Since it is an open source project, any company can develop Hudi. A quick look at the logos on Onehouse’s website reveals some impressive users: AWS, Google, Tencent, Disney, Walmart, Bytedance, Uber and Huawei, to name a handful. But the fact that such large companies leverage Hudi internally is indicative of the effort and resources required to build it as part of an internal data lakehouse.
“While Hudi provides rich functionality for ingesting, managing and transforming data, companies still need to integrate about half a dozen open source tools to achieve their goals of a production-grade data lakehouse,” Chandar said.
That’s why Onehouse offers a fully managed, cloud-native platform that ingests, transforms and optimizes data in a fraction of the time.
“Users can get an open data lakehouse up and running in less than an hour, with broad interoperability with all major services, warehouses and data lake engines,” Chandar said.
The company was reluctant to name its commercial customers, apart from the couple mentioned The case studiessuch as the Indian unicorn Apna.
“As a new company, we are not publicly sharing Onehouse’s entire commercial customer list at this time,” Chandar said.
With a new $35 million in the bank, Onehouse is now expanding its platform with a free tool called Onehouse LakeView, which provides observability into lakehouse functionality for information on table stats, trends, file sizes, schedule history, and more. This builds on existing observability metrics provided by the core Hudi project, giving additional context to the workload.
“Without LakeView, users have to spend a lot of time interpreting metrics and deeply understanding the entire stack to cause key performance issues or inefficiencies in pipeline configuration,” Chandar said. “LakeView automates this and provides email alerts on good or bad trends, highlighting data management needs to improve query performance.”

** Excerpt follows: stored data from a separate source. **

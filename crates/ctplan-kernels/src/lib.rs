#![forbid(unsafe_code)]
//! ctplan-kernels: the numeric side of a Cooley-Tukey stage.
//!
//! Design intent:
//! - Pure and synchronous; no table construction here (tables are passed in
//!   as slices, so this crate does not depend on the provider).
//! - A `Butterfly` is an r-point DFT on a gathered buffer.
//! - A `Kernel` wraps a butterfly with the gather/twiddle/scatter pattern of
//!   one `CombinationKind` and is looked up by `(radix, kind)` in the
//!   `KernelRegistry`.
//! - `direct` holds the O(n^2) leaf transform used when no factorization helps.

pub mod butterfly;
pub mod direct;
pub mod error;
pub mod registry;
pub mod stage;
pub mod traits;

pub use butterfly::{default_butterfly, GenericButterfly, Radix2, Radix3, Radix4};
pub use error::KernelError;
pub use registry::KernelRegistry;
pub use stage::{DifKernel, DitKernel};
pub use traits::{Butterfly, CombinationKind, Kernel, Pass};
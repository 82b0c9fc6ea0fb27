//! Lightweight acquire/release/build counters and peak tracking.
//!
//! Keep this cheap. Tests use it to check that every acquire is matched by
//! exactly one release.

use std::sync::atomic::{AtomicUsize, Ordering};

use serde::{Deserialize, Serialize};

#[derive(Default)]
pub struct TwiddleStats {
    acquires: AtomicUsize,
    releases: AtomicUsize,
    builds: AtomicUsize,
    peak_bytes: AtomicUsize,
}

/// Point-in-time copy of the counters.
#[derive(Debug, Clone, Copy, Default, PartialEq, Eq, Serialize, Deserialize)]
pub struct StatsSnapshot {
    pub acquires: usize,
    pub releases: usize,
    pub builds: usize,
    pub peak_bytes: usize,
}

impl StatsSnapshot {
    /// Handles acquired and not yet released.
    pub fn outstanding(&self) -> usize {
        // The two counters are loaded separately, so a release can land in between.
        self.acquires.saturating_sub(self.releases)
    }
}

impl TwiddleStats {
    pub fn new() -> Self {
        Self::default()
    }

    pub fn record_acquire(&self) {
        self.acquires.fetch_add(1, Ordering::AcqRel);
    }

    pub fn record_release(&self) {
        self.releases.fetch_add(1, Ordering::AcqRel);
    }

    /// Record a table build and the budget usage right after it.
    pub fn record_build(&self, used_bytes: usize) {
        self.builds.fetch_add(1, Ordering::AcqRel);
        let mut cur = self.peak_bytes.load(Ordering::Relaxed);
        while used_bytes > cur {
            match self.peak_bytes.compare_exchange(
                cur,
                used_bytes,
                Ordering::AcqRel,
                Ordering::Relaxed,
            ) {
                Ok(_) => break,
                Err(observed) => cur = observed,
            }
        }
        #[cfg(feature = "tracing")]
        tracing::trace!(
            used_bytes,
            peak = self.peak_bytes.load(Ordering::Relaxed),
            "twiddle usage"
        );
    }

    pub fn snapshot(&self) -> StatsSnapshot {
        StatsSnapshot {
            acquires: self.acquires.load(Ordering::Acquire),
            releases: self.releases.load(Ordering::Acquire),
            builds: self.builds.load(Ordering::Acquire),
            peak_bytes: self.peak_bytes.load(Ordering::Acquire),
        }
    }
}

In addition, Onehouse is also introducing a new product called Table Optimizer, a managed cloud service that optimizes existing tables to speed up data ingestion and transformation.
“Open and Interoperable”
We shouldn’t ignore the myriad other big players in the space. Databricks and Snowflake are growing embracing the lakehouse paradigm: Earlier this month, Databricks are reportedly sold out $1 billion to acquire a company called Tabular to create a common lakehouse standard.
Onehouse has certainly entered a hot space, but it hopes its focus on an “open and interoperable” system that makes it easier to avoid seller lock-in will help it stand the test of time. It essentially promises the ability to create a single copy of data universally accessible from almost anywhere, including native Databricks, Snowflake, Cloudera and AWS services, without having to create separate data silos in each.
As with Nvidia in the GPU field, we should not ignore the opportunities that await any company in the data management space. Data is the cornerstone of AI development and the lack of sufficient good quality data is a major reason why many AI projects fail. But even when the data exists in bucketloads, companies still need the infrastructure to ingest, transform and standardize it to be useful. This bodes well for Onehouse and its ilk.
“From the data management and processing side, I believe that quality data provided by a solid data infrastructure foundation will play a critical role in getting these AI projects into real production use cases — to avoid introducing garbage/garbage- solving data problems,” Chandar said. “We’re starting to see such demand in data lakehouse users as they struggle to scale their data processing and querying needs to build these newer AI applications on enterprise-scale data.”